Scientific classification
- Kingdom: Plantae
- Clade: Tracheophytes
- Clade: Angiosperms
- Clade: Eudicots
- Order: Buxales
- Family: Buxaceae
- Genus: Buxus
- Species: B. citrifolia
- Binomial name: Buxus citrifolia (Willd.) Spreng.
- Synonyms: Tricera citrifolia Willd.

= Buxus citrifolia =

- Genus: Buxus
- Species: citrifolia
- Authority: (Willd.) Spreng.
- Conservation status: LC
- Synonyms: Tricera citrifolia Willd.

Species of flowering plant

Buxus citrifolia is a species of flowering plant in the family Buxaceae. It is a large shrub or small tree native to Colombia, Panama, Suriname, and Venezuela. It grows in lowland tropical dry forest up to 1,000 metres elevation.

The hermaphrodite shrub, having both the male and female reproductive organs in the same individual, is 3–5 m tall with a 5 cm diameter at breast height. Twigs are free from hair and somewhat tetragonal, while the angle ridges are prominent. The leaves are elliptic to narrowly elliptic-ovate while being wedge-shaped or round at the base. The leaves are 5–12 cm long, 2–5 cm wide having the sub-3-veined from the base with the outer 2 nerves forming submarginal veins. The petiole margined and 2–5 mm long.

The complete flower head of a plant including stems, stalks, bracts, and flowers, inflorescence, is short only about 1–2 cm long axillary. Cymose, definite inflorescence, with a single terminal female flower and several lateral male flowers. The bract, modified leaf, is triangular and 1–2 mm long. Pedicels of male flowers 2–4 mm long, the female flowers sessile. Flowers are white and fragrant.

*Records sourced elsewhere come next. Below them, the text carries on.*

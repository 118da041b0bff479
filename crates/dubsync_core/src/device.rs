//! Compute device resolution.
//!
//! A [`Device`] is resolved once at startup and injected into the analyzer.
//! It sizes the rayon pool used for per-chunk work.

use serde::{Deserialize, Serialize};

use crate::analysis::{AnalysisError, AnalysisResult};

/// CPU worker budget for chunk analysis.
#[derive(Debug, Clone, Copy, PartialEq, Eq, Serialize, Deserialize)]
pub struct Device {
    threads: usize,
}

impl Device {
    /// Resolve from a configured thread count; 0 means one per core.
    pub fn resolve(threads: usize) -> Self {
        let threads = if threads == 0 {
            std::thread::available_parallelism()
                .map(|n| n.get())
                .unwrap_or(1)
        } else {
            threads
        };
        tracing::debug!("Resolved device: {} worker threads", threads);
        Self { threads }
    }

    /// Single worker, for deterministic tests and tiny inputs.
    pub fn single_threaded() -> Self {
        Self { threads: 1 }
    }

    pub fn threads(&self) -> usize {
        self.threads
    }

    /// Build a bounded rayon pool for this device.
    pub fn thread_pool(&self) -> AnalysisResult<rayon::ThreadPool> {
        rayon::ThreadPoolBuilder::new()
            .num_threads(self.threads)
            .thread_name(|i| format!("dubsync-chunk-{}", i))
            .build()
            .map_err(|e| AnalysisError::ThreadPool(e.to_string()))
    }
}

impl Default for Device {
    fn default() -> Self {
        Self::resolve(0)
    }
}
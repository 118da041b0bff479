//! Audio offset analysis between a master and a dub.
//!
//! # Architecture
//!
//! The analysis pipeline is built from small stages that
//! [`OffsetAnalyzer`] composes together:
//!
//! 1. **Global Alignment** (`alignment`): Locate the dub inside a much longer
//!    master before chunking.
//!
//! 2. **Chunk Planning** (`chunks`): Overlapping windows over the shared
//!    region.
//!
//! 3. **Features and Classification** (`features`, `classify`): Per-window
//!    spectral features and a content label that weights the confidence
//!    score.
//!
//! 4. **Correlation** (`correlation`): FFT coarse search plus a refinement
//!    search with sub-sample peak fitting.
//!
//! 5. **Multi-Pass** (`multipass`): Coarse pass, refinement decision,
//!    targeted fine pass, combined timeline.
//!
//! 6. **Drift Detection** (`drift_detection`): Baseline offset, drift
//!    regions, localized events and the global drift pattern.
//!
//! 7. **Methods and Consensus** (`methods`, `consensus`): Whole-stream
//!    estimates from independent methods and a deterministic pick.
//!
//! 8. **Verification** (`verify`): Severity score and secondary check.
//!
//! # Usage
//!
//! ```ignore
//! use dubsync_core::analysis::{AudioSignal, OffsetAnalyzer};
//! use dubsync_core::{cancel::CancelHandle, config::Settings, device::Device};
//!
//! let analyzer = OffsetAnalyzer::new(&Settings::default(), Device::resolve(0));
//! let report = analyzer.analyze(&master, &dub, &CancelHandle::new())?;
//!
//! println!("offset: {:?}", report.offset_seconds());
//! ```

mod alignment;
mod analyzer;
mod chunks;
mod classify;
mod confidence;
mod consensus;
mod correlation;
mod drift_detection;
mod features;
mod ingest;
pub mod methods;
mod multipass;
mod peak_fit;
pub mod types;
mod verify;

#[cfg(test)]
mod test_support;

pub use types::{
    AnalysisError, AnalysisResult, AudioSignal, AudioWindow, Chunk, ChunkResult, OffsetEstimate,
    Timeline,
};

pub use alignment::{global_alignment, GlobalAlignment, GlobalAlignmentConfig};

pub use chunks::{create_chunks, plan_region, ChunkConfig};

pub use classify::{classify, ContentClassification, WeightHints};

pub use confidence::{quality_label, score_chunk, ConfidenceBreakdown};

pub use correlation::{Addressing, CoarseLag, EstimatorConfig, OffsetEstimator, RefinedLag};

pub use features::{frame_size, ChunkFeatures, FeatureExtractor, FeaturePresence};

pub use multipass::{
    ChunkAnalyzer, MultiPassConfig, MultiPassController, MultiPassPhase, MultiPassState,
    RefinementDecision, TargetRegion,
};

pub use drift_detection::{
    analyze_drift, weighted_median, DriftConfig, DriftRegion, DriftReport, LocalizedEvent,
    LocalizedEventConfig, WeightedOffset,
};

pub use consensus::{resolve, ConsensusConfig, ConsensusResult};

pub use verify::{
    SmartVerifier, VerificationConfig, VerificationInput, VerificationReason, VerificationReport,
};

pub use methods::{create_method, selected_methods, CorrelationMethod, MethodInput};

pub use ingest::AudioIngest;

pub use analyzer::{AnalysisReport, OffsetAnalyzer, PassSummary};
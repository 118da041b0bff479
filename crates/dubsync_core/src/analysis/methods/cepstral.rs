//! Cepstral correlation method.
//!
//! Each of the 13 MFCC coefficient tracks is z-scored and correlated against
//! its counterpart; the correlations are summed so that every coefficient
//! votes for the same lag. MFCCs are robust to amplitude and channel
//! differences.

use parking_lot::Mutex;
use rustfft::FftPlanner;

use crate::analysis::types::{AnalysisError, AnalysisResult, OffsetEstimate};
use crate::models::OffsetMethod;

use super::envelope::{correlate_series, Weighting};
use super::{CorrelationMethod, MethodInput};

/// MFCC sequence correlator.
pub struct Cepstral {
    planner: Mutex<FftPlanner<f64>>,
}

impl Cepstral {
    pub fn new() -> Self {
        Self {
            planner: Mutex::new(FftPlanner::new()),
        }
    }
}

impl Default for Cepstral {
    fn default() -> Self {
        Self::new()
    }
}

/// Transpose `mfcc[frame][coef]` into one series per coefficient.
fn coefficient_tracks(mfcc: &[Vec<f64>]) -> Vec<Vec<f64>> {
    let width = mfcc.first().map(Vec::len).unwrap_or(0);
    (0..width)
        .map(|k| mfcc.iter().map(|frame| frame[k]).collect())
        .collect()
}

impl CorrelationMethod for Cepstral {
    fn method(&self) -> OffsetMethod {
        OffsetMethod::Cepstral
    }

    fn description(&self) -> &str {
        "Cepstral Correlation - summed MFCC coefficient correlation"
    }

    fn estimate(&self, input: &MethodInput<'_>) -> AnalysisResult<OffsetEstimate> {
        let (Some(master), Some(dub)) = (
            input.master_features.mfcc.as_deref(),
            input.dub_features.mfcc.as_deref(),
        ) else {
            return Err(AnalysisError::InvalidInput("MFCC unavailable".to_string()));
        };

        let master_tracks = coefficient_tracks(master);
        let dub_tracks = coefficient_tracks(dub);
        let m: Vec<&[f64]> = master_tracks.iter().map(Vec::as_slice).collect();
        let d: Vec<&[f64]> = dub_tracks.iter().map(Vec::as_slice).collect();

        let lag = correlate_series(&self.planner, &m, &d, Weighting::Normalized)?;
        let mut estimate = lag.into_estimate(
            OffsetMethod::Cepstral,
            input.master_features.hop_length,
            input.master.sample_rate(),
        );
        estimate.ambiguous_peak = lag.ambiguous;
        Ok(estimate)
    }
}

#[cfg(test)]
mod tests {
    use super::*;
    use crate::analysis::features::FeatureExtractor;
    use crate::analysis::test_support::{bursty_noise, delayed};
    use crate::analysis::types::AudioWindow;

    #[test]
    fn cepstral_detects_delay() {
        let extractor = FeatureExtractor::new(8000);
        let master = bursty_noise(40000, 8000, 9);
        let dub = delayed(&master, 640);
        let (mw, dw) = (
            AudioWindow::from_slice(&master, 8000),
            AudioWindow::from_slice(&dub, 8000),
        );
        let (mf, df) = (extractor.extract(&mw), extractor.extract(&dw));
        let input = MethodInput {
            master: mw,
            dub: dw,
            master_features: &mf,
            dub_features: &df,
        };

        let est = Cepstral::new().estimate(&input).unwrap();
        assert_eq!(est.method, OffsetMethod::Cepstral);
        assert!(
            (est.precise_seconds() - 0.08).abs() <= 0.008,
            "Expected ~0.08 s, got {}",
            est.precise_seconds()
        );
        assert!(est.correlation_peak > 0.5);
    }

    #[test]
    fn coefficient_tracks_transposes() {
        let tracks = coefficient_tracks(&[vec![1.0, 2.0], vec![3.0, 4.0], vec![5.0, 6.0]]);
        assert_eq!(tracks, vec![vec![1.0, 3.0, 5.0], vec![2.0, 4.0, 6.0]]);
    }
}
//! Drift detection across the chunk timeline.
//!
//! Turns a [`Timeline`] into a [`DriftReport`]:
//! - baseline offset (confidence-weighted lower median of reliable chunks,
//!   with single-chunk and whole-timeline fallbacks)
//! - drift magnitude and the chunks that deviate from the baseline
//! - localized events: clusters of same-sign deviations classified as
//!   extra content, missing content or drift
//! - overall pattern: uniform, linear drift or stepping
//!
//! All functions are pure - no I/O, no side effects.

use serde::{Deserialize, Serialize};

use super::types::{ChunkResult, Timeline};
use crate::models::{BaselineSource, DriftPattern, EventClassification};

/// Thresholds for localized event detection.
#[derive(Debug, Clone, Serialize, Deserialize)]
pub struct LocalizedEventConfig {
    /// Minimum |deviation| from baseline for a chunk to join a cluster (s).
    pub min_delta: f64,
    /// Maximum gap between consecutive cluster members (s).
    pub max_gap: f64,
    /// Minimum event duration unless the high-confidence rule applies (s).
    pub min_duration: f64,
    /// Minimum members per event.
    pub min_segments: usize,
    /// Chunks further than this from the baseline are outliers (s).
    pub outlier_limit: f64,
    /// Mean confidence that lets a short event with 3+ members through.
    pub high_confidence: f64,
    /// Minimum |slope| (s/s) for a cluster to count as drift.
    pub drift_min_slope: f64,
    /// Minimum R^2 for a cluster to count as drift.
    pub drift_min_r_squared: f64,
}

impl Default for LocalizedEventConfig {
    fn default() -> Self {
        Self {
            min_delta: 0.5,
            max_gap: 30.0,
            min_duration: 45.0,
            min_segments: 2,
            outlier_limit: 10.0,
            high_confidence: 0.8,
            drift_min_slope: 0.01,
            drift_min_r_squared: 0.7,
        }
    }
}

/// Configuration for drift analysis.
#[derive(Debug, Clone, Serialize, Deserialize)]
pub struct DriftConfig {
    /// Minimum ensemble confidence for a reliable chunk.
    pub confidence_threshold: f64,
    /// Drift magnitude above which `has_drift` is set (s).
    pub significance_threshold: f64,
    /// Deviation from baseline that puts a chunk into `drift_regions` (s).
    pub region_deviation: f64,
    /// Minimum |slope| (s/s) for a linear pattern.
    pub linear_min_slope: f64,
    /// Minimum R^2 for a linear pattern.
    pub linear_min_r_squared: f64,
    /// DBSCAN epsilon for stepping detection (s).
    pub dbscan_epsilon: f64,
    /// DBSCAN minimum samples per cluster.
    pub dbscan_min_samples: usize,
    pub events: LocalizedEventConfig,
}

impl Default for DriftConfig {
    fn default() -> Self {
        Self {
            confidence_threshold: 0.5,
            significance_threshold: 0.1,
            region_deviation: 0.05,
            linear_min_slope: 0.001,
            linear_min_r_squared: 0.7,
            dbscan_epsilon: 0.05,
            dbscan_min_samples: 2,
            events: LocalizedEventConfig::default(),
        }
    }
}

/// A reliable chunk that deviates from the baseline.
#[derive(Debug, Clone, PartialEq, Serialize, Deserialize)]
pub struct DriftRegion {
    pub chunk_index: usize,
    pub pass_number: u8,
    pub start: f64,
    pub end: f64,
    pub offset: f64,
    /// Offset minus baseline.
    pub deviation: f64,
}

/// Cluster of chunks that share a deviation from the baseline.
#[derive(Debug, Clone, PartialEq, Serialize, Deserialize)]
pub struct LocalizedEvent {
    pub start: f64,
    pub end: f64,
    pub classification: EventClassification,
    pub avg_offset: f64,
    pub delta_from_baseline: f64,
    pub segment_count: usize,
    /// Mean ensemble confidence of the members.
    pub confidence: f64,
}

/// Drift analysis result.
#[derive(Debug, Clone, Default, Serialize, Deserialize)]
pub struct DriftReport {
    pub has_drift: bool,
    /// Max minus min reliable offset (s).
    pub drift_magnitude: f64,
    pub baseline_offset: f64,
    pub baseline_source: BaselineSource,
    /// Baseline did not come from two or more reliable chunks.
    pub low_quality: bool,
    pub reliable_chunks: usize,
    pub drift_regions: Vec<DriftRegion>,
    pub localized_events: Vec<LocalizedEvent>,
    pub pattern: DriftPattern,
    /// Linear fit slope over reliable chunks (s/s).
    pub drift_rate: Option<f64>,
    pub r_squared: Option<f64>,
}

Buxus citrifolia has been considered similar to another species in the family Buxaceae – Buxus laevigata. B. laevigata – native to Jamaica – differs from B. citrifolia in having smaller fruits and flowers. When comparing them to B. citrifolia, the elliptic leaves are broader and has more pronounced secondary venation and more marginal lateral veins. The Martinique plant has also often been confused with B. citrifolia, however, the Martinique plant has been found to have long capsule horns and bigger flowers than B. citrifolia.

The species was first described as Tricera citrifolia by Carl Ludwig Willdenow in 1805. In 1826 Kurt Polycarp Joachim Sprengel placed the species in genus Buxus as B. citrifolia.